→ **WORK ITEM**
In the records below, find the line holding "expression statement, got" and the line holding "function (err, value)". Set down both, with every line between them, exactly.
═════ SUPPLIED RECORDS
use super::*;
use crate::lexer::Lexer;

fn parse(source: &str) -> Program {
    let (tokens, _comments, lex_diags) = Lexer::new(source).tokenize();
    assert!(lex_diags.is_empty(), "lex errors: {:?}", lex_diags);
    Parser::new(tokens).parse_program().unwrap()
}

fn parse_err(source: &str) -> Vec<Diagnostic> {
    let (tokens, _comments, _) = Lexer::new(source).tokenize();
    Parser::new(tokens).parse_program().unwrap_err()
}

fn first_expr(program: &Program) -> &Expr {
    match &program.body[0].node {
        Stmt::Expr(expr) => &expr.node,
        other => panic!("expected expression statement, got {:?}", other),
    }
}

#[test]
fn test_empty_program() {
    let program = parse("");
    assert!(program.body.is_empty());
}

#[test]
fn test_call_with_function_argument() {
    let program = parse("a(1, function (err, value) { b(value); });");
    assert_eq!(program.body.len(), 1);
    if let Expr::Call { callee, args } = first_expr(&program) {
        assert_eq!(callee.node, Expr::ident("a"));
        assert_eq!(args.len(), 2);
        let func = args[1].node.as_function().expect("function argument");
        assert_eq!(func.params.len(), 2);
        assert_eq!(func.params[0].node, "err");
        assert_eq!(func.body.node.stmts.len(), 1);
    } else {
        panic!("expected call");
    }
}

#[test]
fn test_binary_precedence() {
    let program = parse("a + b * c;");
    if let Expr::Binary { op, rhs, .. } = first_expr(&program) {
        assert_eq!(*op, BinOp::Add);
        assert!(matches!(rhs.node, Expr::Binary { op: BinOp::Mul, .. }));
    } else {
        panic!("expected binary op");
    }
}

#[test]
fn test_binary_left_associative() {
    let program = parse("a - b - c;");
    if let Expr::Binary { lhs, rhs, .. } = first_expr(&program) {
        assert!(matches!(lhs.node, Expr::Binary { op: BinOp::Sub, .. }));
        assert_eq!(rhs.node, Expr::ident("c"));
    } else {
        panic!("expected binary op");
    }
}

#[test]
fn test_assignment_right_associative() {
    let program = parse("a = b = c;");
    if let Expr::Assign { value, .. } = first_expr(&program) {
        assert!(matches!(value.node, Expr::Assign { .. }));
    } else {
        panic!("expected assignment");
    }
}

#[test]
fn test_method_chain() {
    let program = parse("a().then(f).then(g);");
    let expr = first_expr(&program);
    assert_eq!(expr.method_name(), Some("then"));
    assert!(matches!(expr.leftmost(), Expr::Ident(name) if name == "a"));
}

#[test]
fn test_new_with_and_without_arguments() {
    let program = parse("new Foo; new a.B(1).c;");
    assert!(matches!(first_expr(&program), Expr::New { args, .. } if args.is_empty()));
    if let Stmt::Expr(expr) = &program.body[1].node {
        // `.c` applies to the constructed object.
        if let Expr::Member { object, .. } = &expr.node {
            assert!(matches!(&object.node, Expr::New { args, .. } if args.len() == 1));
        } else {
            panic!("expected member access");
        }
    }
}

#[test]
fn test_keyword_property_names() {
    let program = parse("p.catch(f); x = { default: 1, 'q': 2, 3: 4 };");
    assert_eq!(first_expr(&program).method_name(), Some("catch"));
    if let Stmt::Expr(expr) = &program.body[1].node {
        if let Expr::Assign { value, .. } = &expr.node {
            if let Expr::Object(props) = &value.node {
                assert_eq!(props[0].key.node, PropKey::Ident("default".into()));
                assert_eq!(props[1].key.node, PropKey::String("'q'".into()));
                assert_eq!(props[2].key.node, PropKey::Number("3".into()));
                return;
            }
        }
    }
    panic!("expected object assignment");
}

#[test]
fn test_getter_and_setter() {
    let program = parse("o = { get x() { return 1; }, set x(v) {}, get: 3 };");
    if let Expr::Assign { value, .. } = first_expr(&program) {
        if let Expr::Object(props) = &value.node {
            assert_eq!(props[0].kind, PropKind::Get);
            assert_eq!(props[1].kind, PropKind::Set);
            assert_eq!(props[2].kind, PropKind::Init);
            assert_eq!(props[2].key.node, PropKey::Ident("get".into()));
            return;
        }
    }
    panic!("expected object");
}

#[test]
fn test_array_elisions() {
    let program = parse("x = [a, , b,];");
    if let Expr::Assign { value, .. } = first_expr(&program) {
        if let Expr::Array(items) = &value.node {
            assert_eq!(items.len(), 3);
            assert!(items[1].is_none());
            return;
        }
    }
    panic!("expected array");
}

#[test]
fn test_automatic_semicolons() {
    let program = parse("a()\nb()\nfunction f() { return }");
    assert_eq!(program.body.len(), 3);
}

#[test]
fn test_return_on_its_own_line() {
    let program = parse("function f() {\n    return\n    x;\n}");
    if let Stmt::Function(func) = &program.body[0].node {
        let stmts = &func.body.node.stmts;
        assert_eq!(stmts.len(), 2);
        assert_eq!(stmts[0].node, Stmt::Return(None));
    } else {
        panic!("expected function declaration");
    }
}

#[test]
fn test_postfix_increment_needs_same_line() {
    let program = parse("a\n++b");
    assert_eq!(program.body.len(), 2);
    if let Stmt::Expr(expr) = &program.body[1].node {
        assert!(matches!(expr.node, Expr::Update { prefix: true, .. }));
    }
}

#[test]
fn test_missing_semicolon_is_error() {
    let diags = parse_err("a b");
    assert!(diags[0].message.contains("expected ';'"));
}

#[test]
fn test_for_loops() {
    let program = parse(
        "for (var i = 0, n = a.length; i < n; i++) {}\nfor (var k in o) {}\nfor (x.y in o);\nfor (;;) break;",
    );
    assert!(matches!(&program.body[0].node, Stmt::For { init: Some(ForInit::Var(d)), .. } if d.len() == 2));
    assert!(matches!(&program.body[1].node, Stmt::ForIn { left: ForInTarget::Var(_), .. }));
    assert!(matches!(&program.body[2].node, Stmt::ForIn { left: ForInTarget::Expr(_), .. }));
    assert!(matches!(&program.body[3].node, Stmt::For { init: None, test: None, update: None, .. }));
}

#[test]
fn test_in_operator_inside_for_test() {
    let program = parse("for (var i = 0; 'k' in o; ) {}");
    if let Stmt::For { test: Some(test), .. } = &program.body[0].node {
        assert!(matches!(test.node, Expr::Binary { op: BinOp::In, .. }));
    } else {
        panic!("expected for loop");
    }
}

#[test]
fn test_try_catch_finally() {
    let program = parse("try { a(); } catch (e) { b(e); } finally { c(); }");
    if let Stmt::Try {
        handler, finalizer, ..
    } = &program.body[0].node
    {
        assert_eq!(handler.as_ref().map(|h| h.param.node.as_str()), Some("e"));
        assert!(finalizer.is_some());
    } else {
        panic!("expected try");
    }
}

#[test]
fn test_try_without_handler_is_error() {
    let diags = parse_err("try { a(); }");
    assert!(diags[0].message.contains("'try' without"));
}

#[test]
fn test_switch_cases() {
    let program = parse("switch (x) { case 1: a(); break; default: b(); }");
    if let Stmt::Switch { cases, .. } = &program.body[0].node {
        assert_eq!(cases.len(), 2);
        assert_eq!(cases[0].node.body.len(), 2);
        assert!(cases[1].node.test.is_none());
    } else {
        panic!("expected switch");
    }
}

#[test]
fn test_labeled_statement() {
    let program = parse("outer: for (;;) { continue outer; }");
    assert!(matches!(&program.body[0].node, Stmt::Labeled { label, .. } if label.node == "outer"));
}

#[test]
fn test_with_is_rejected() {
    let diags = parse_err("with (o) { a(); }");
    assert!(diags[0].message.contains("'with'"));
}

#[test]
fn test_invalid_assignment_target() {
    let diags = parse_err("a() = 1;");
    assert!(diags[0].message.contains("invalid assignment target"));
}

#[test]
fn test_anonymous_function_declaration_is_error() {
    let diags = parse_err("function () {}");
    assert!(diags[0].message.contains("requires a name"));
}

#[test]
fn test_unexpected_token() {
    let diags = parse_err("a(;");
    assert!(diags[0].message.contains("expected expression"));
}

#[test]
fn test_nesting_limit() {
    let source = format!("x = {}1{};", "(".repeat(20), ")".repeat(20));
    let (tokens, _, _) = Lexer::new(&source).tokenize();
    let diags = Parser::new(tokens).with_max_depth(8).parse_program().unwrap_err();
    assert!(diags[0].message.contains("nesting depth exceeded"));

    let (tokens, _, _) = Lexer::new(&source).tokenize();
    assert!(Parser::new(tokens).parse_program().is_ok());
}

#[test]
fn test_long_operator_chain_hits_nesting_limit() {
    let long = format!("x = {}1;", "1 + ".repeat(5000));
    let diags = parse_err(&long);
    assert!(diags[0].message.contains("nesting depth exceeded"));

    let short = format!("x = {}1;", "1 + ".repeat(100));
    parse(&short);
}

#[test]
fn test_long_member_chain_hits_nesting_limit() {
    let diags = parse_err(&format!("x = a{};", ".b".repeat(5000)));
    assert!(diags[0].message.contains("nesting depth exceeded"));

    let diags = parse_err(&format!("x = a{};", "()".repeat(5000)));
    assert!(diags[0].message.contains("nesting depth exceeded"));

    let diags = parse_err(&format!("x = new a{};", ".b".repeat(5000)));
    assert!(diags[0].message.contains("nesting depth exceeded"));

    parse(&format!("a{};", ".then(f)".repeat(100)));
}

#[test]
fn test_statement_spans() {
    let program = parse("a();\n  b(1);");
    assert_eq!(program.body[0].span, Span::new(0, 4));
    assert_eq!(program.body[1].span, Span::new(7, 12));
    assert_eq!(program.span, Span::new(0, 12));
}

#[test]
fn test_regex_and_division_in_expressions() {
    let program = parse("x = a / 2; y = /ab+c/i.test(s);");
    assert_eq!(program.body.len(), 2);
}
══════════
→ **RESPONSE BOX**
        other => panic!("expected expression statement, got {:?}", other),
    }
}

#[test]
fn test_empty_program() {
    let program = parse("");
    assert!(program.body.is_empty());
}

#[test]
fn test_call_with_function_argument() {
    let program = parse("a(1, function (err, value) { b(value); });");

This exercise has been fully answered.